### Problem
Set down the records again. Every word and mark must match exactly.

### Data shown

------

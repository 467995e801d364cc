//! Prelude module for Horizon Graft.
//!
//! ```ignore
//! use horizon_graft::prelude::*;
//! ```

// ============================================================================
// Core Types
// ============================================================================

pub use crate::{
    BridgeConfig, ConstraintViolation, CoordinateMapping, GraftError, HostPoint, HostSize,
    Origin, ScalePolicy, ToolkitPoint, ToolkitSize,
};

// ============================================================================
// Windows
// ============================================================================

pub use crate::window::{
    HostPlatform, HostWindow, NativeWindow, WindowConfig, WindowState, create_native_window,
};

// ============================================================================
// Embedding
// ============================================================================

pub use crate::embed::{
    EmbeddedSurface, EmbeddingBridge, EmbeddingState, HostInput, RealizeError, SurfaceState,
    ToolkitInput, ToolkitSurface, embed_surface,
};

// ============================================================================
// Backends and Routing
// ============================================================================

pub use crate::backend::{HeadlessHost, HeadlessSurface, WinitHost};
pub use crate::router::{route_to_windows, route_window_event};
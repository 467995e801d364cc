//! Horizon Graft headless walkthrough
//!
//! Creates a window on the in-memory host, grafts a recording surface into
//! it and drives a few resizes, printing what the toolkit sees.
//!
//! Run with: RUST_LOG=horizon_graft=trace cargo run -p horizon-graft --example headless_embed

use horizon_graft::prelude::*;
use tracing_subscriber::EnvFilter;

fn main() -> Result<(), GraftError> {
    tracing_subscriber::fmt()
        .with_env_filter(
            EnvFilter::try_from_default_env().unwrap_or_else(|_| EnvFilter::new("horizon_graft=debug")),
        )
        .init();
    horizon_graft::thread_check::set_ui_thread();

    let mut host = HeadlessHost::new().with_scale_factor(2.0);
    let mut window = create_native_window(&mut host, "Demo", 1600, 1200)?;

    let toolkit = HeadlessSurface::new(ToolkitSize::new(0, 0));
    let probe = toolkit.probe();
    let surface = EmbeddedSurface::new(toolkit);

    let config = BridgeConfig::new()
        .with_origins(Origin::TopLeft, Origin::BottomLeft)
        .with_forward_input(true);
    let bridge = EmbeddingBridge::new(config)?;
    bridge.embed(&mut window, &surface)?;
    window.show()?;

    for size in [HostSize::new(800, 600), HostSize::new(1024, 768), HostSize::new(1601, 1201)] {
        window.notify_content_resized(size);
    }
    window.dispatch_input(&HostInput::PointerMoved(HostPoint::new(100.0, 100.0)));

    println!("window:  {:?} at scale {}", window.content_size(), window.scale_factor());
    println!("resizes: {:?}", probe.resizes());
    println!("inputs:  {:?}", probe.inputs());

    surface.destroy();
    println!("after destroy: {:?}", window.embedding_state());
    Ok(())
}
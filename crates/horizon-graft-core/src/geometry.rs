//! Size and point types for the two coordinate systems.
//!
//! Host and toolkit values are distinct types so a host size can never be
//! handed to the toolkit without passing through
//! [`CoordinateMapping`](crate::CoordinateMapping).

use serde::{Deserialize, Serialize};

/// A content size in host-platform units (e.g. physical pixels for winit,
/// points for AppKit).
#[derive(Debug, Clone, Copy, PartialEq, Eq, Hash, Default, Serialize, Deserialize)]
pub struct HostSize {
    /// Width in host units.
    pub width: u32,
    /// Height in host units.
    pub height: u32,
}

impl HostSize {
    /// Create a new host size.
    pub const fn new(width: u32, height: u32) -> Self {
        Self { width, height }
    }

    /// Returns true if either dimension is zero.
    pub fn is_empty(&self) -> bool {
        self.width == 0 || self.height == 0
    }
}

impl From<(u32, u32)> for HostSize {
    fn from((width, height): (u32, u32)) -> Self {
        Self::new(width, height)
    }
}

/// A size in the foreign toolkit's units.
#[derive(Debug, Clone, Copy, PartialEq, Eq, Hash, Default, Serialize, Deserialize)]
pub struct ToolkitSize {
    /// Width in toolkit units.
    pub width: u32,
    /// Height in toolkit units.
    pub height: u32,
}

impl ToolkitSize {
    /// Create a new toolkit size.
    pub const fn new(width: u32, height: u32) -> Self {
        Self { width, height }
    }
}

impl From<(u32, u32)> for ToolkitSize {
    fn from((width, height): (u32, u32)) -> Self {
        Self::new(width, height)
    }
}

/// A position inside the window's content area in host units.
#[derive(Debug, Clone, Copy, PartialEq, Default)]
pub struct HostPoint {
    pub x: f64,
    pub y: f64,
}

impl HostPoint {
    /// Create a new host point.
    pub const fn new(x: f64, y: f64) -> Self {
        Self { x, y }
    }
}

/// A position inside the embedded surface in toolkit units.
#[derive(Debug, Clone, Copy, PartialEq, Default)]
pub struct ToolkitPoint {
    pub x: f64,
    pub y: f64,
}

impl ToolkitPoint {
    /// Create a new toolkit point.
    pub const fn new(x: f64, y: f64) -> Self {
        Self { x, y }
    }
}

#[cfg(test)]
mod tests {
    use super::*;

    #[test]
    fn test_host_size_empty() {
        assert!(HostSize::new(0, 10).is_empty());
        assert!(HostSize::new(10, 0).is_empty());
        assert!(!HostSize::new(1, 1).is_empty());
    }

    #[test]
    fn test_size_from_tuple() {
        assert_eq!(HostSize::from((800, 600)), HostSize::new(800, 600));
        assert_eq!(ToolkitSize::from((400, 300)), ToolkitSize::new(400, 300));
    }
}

------

### Response to this exercise
repository 467995e801d364cc
//! Prelude module for Horizon Graft.
//!
//! ```ignore
//! use horizon_graft::prelude::*;
//! ```

// ============================================================================
// Core Types
// ============================================================================

pub use crate::{
    BridgeConfig, ConstraintViolation, CoordinateMapping, GraftError, HostPoint, HostSize,
    Origin, ScalePolicy, ToolkitPoint, ToolkitSize,
};

// ============================================================================
// Windows
// ============================================================================

pub use crate::window::{
    HostPlatform, HostWindow, NativeWindow, WindowConfig, WindowState, create_native_window,
};

// ============================================================================
// Embedding
// ============================================================================

pub use crate::embed::{
    EmbeddedSurface, EmbeddingBridge, EmbeddingState, HostInput, RealizeError, SurfaceState,
    ToolkitInput, ToolkitSurface, embed_surface,
};

// ============================================================================
// Backends and Routing
// ============================================================================

pub use crate::backend::{HeadlessHost, HeadlessSurface, WinitHost};
pub use crate::router::{route_to_windows, route_window_event};
repository 467995e801d364cc
//! Horizon Graft headless walkthrough
//!
//! Creates a window on the in-memory host, grafts a recording surface into
//! it and drives a few resizes, printing what the toolkit sees.
//!
//! Run with: RUST_LOG=horizon_graft=trace cargo run -p horizon-graft --example headless_embed

use horizon_graft::prelude::*;
use tracing_subscriber::EnvFilter;

fn main() -> Result<(), GraftError> {
    tracing_subscriber::fmt()
        .with_env_filter(
            EnvFilter::try_from_default_env().unwrap_or_else(|_| EnvFilter::new("horizon_graft=debug")),
        )
        .init();
    horizon_graft::thread_check::set_ui_thread();

    let mut host = HeadlessHost::new().with_scale_factor(2.0);
    let mut window = create_native_window(&mut host, "Demo", 1600, 1200)?;

    let toolkit = HeadlessSurface::new(ToolkitSize::new(0, 0));
    let probe = toolkit.probe();
    let surface = EmbeddedSurface::new(toolkit);

    let config = BridgeConfig::new()
        .with_origins(Origin::TopLeft, Origin::BottomLeft)
        .with_forward_input(true);
    let bridge = EmbeddingBridge::new(config)?;
    bridge.embed(&mut window, &surface)?;
    window.show()?;

    for size in [HostSize::new(800, 600), HostSize::new(1024, 768), HostSize::new(1601, 1201)] {
        window.notify_content_resized(size);
    }
    window.dispatch_input(&HostInput::PointerMoved(HostPoint::new(100.0, 100.0)));

    println!("window:  {:?} at scale {}", window.content_size(), window.scale_factor());
    println!("resizes: {:?}", probe.resizes());
    println!("inputs:  {:?}", probe.inputs());

    surface.destroy();
    println!("after destroy: {:?}", window.embedding_state());
    Ok(())
}
filename crates/horizon-graft-core/src/geometry.rs
//! Size and point types for the two coordinate systems.
//!
//! Host and toolkit values are distinct types so a host size can never be
//! handed to the toolkit without passing through
//! [`CoordinateMapping`](crate::CoordinateMapping).

use serde::{Deserialize, Serialize};

/// A content size in host-platform units (e.g. physical pixels for winit,
/// points for AppKit).
#[derive(Debug, Clone, Copy, PartialEq, Eq, Hash, Default, Serialize, Deserialize)]
pub struct HostSize {
    /// Width in host units.
    pub width: u32,
    /// Height in host units.
    pub height: u32,
}

impl HostSize {
    /// Create a new host size.
    pub const fn new(width: u32, height: u32) -> Self {
        Self { width, height }
    }

    /// Returns true if either dimension is zero.
    pub fn is_empty(&self) -> bool {
        self.width == 0 || self.height == 0
    }
}

impl From<(u32, u32)> for HostSize {
    fn from((width, height): (u32, u32)) -> Self {
        Self::new(width, height)
    }
}

/// A size in the foreign toolkit's units.
#[derive(Debug, Clone, Copy, PartialEq, Eq, Hash, Default, Serialize, Deserialize)]
pub struct ToolkitSize {
    /// Width in toolkit units.
    pub width: u32,
    /// Height in toolkit units.
    pub height: u32,
}

impl ToolkitSize {
    /// Create a new toolkit size.
    pub const fn new(width: u32, height: u32) -> Self {
        Self { width, height }
    }
}

impl From<(u32, u32)> for ToolkitSize {
    fn from((width, height): (u32, u32)) -> Self {
        Self::new(width, height)
    }
}

/// A position inside the window's content area in host units.
#[derive(Debug, Clone, Copy, PartialEq, Default)]
pub struct HostPoint {
    pub x: f64,
    pub y: f64,
}

impl HostPoint {
    /// Create a new host point.
    pub const fn new(x: f64, y: f64) -> Self {
        Self { x, y }
    }
}

/// A position inside the embedded surface in toolkit units.
#[derive(Debug, Clone, Copy, PartialEq, Default)]
pub struct ToolkitPoint {
    pub x: f64,
    pub y: f64,
}

impl ToolkitPoint {
    /// Create a new toolkit point.
    pub const fn new(x: f64, y: f64) -> Self {
        Self { x, y }
    }
}

#[cfg(test)]
mod tests {
    use super::*;

    #[test]
    fn test_host_size_empty() {
        assert!(HostSize::new(0, 10).is_empty());
        assert!(HostSize::new(10, 0).is_empty());
        assert!(!HostSize::new(1, 1).is_empty());
    }

    #[test]
    fn test_size_from_tuple() {
        assert_eq!(HostSize::from((800, 600)), HostSize::new(800, 600));
        assert_eq!(ToolkitSize::from((400, 300)), ToolkitSize::new(400, 300));
    }
}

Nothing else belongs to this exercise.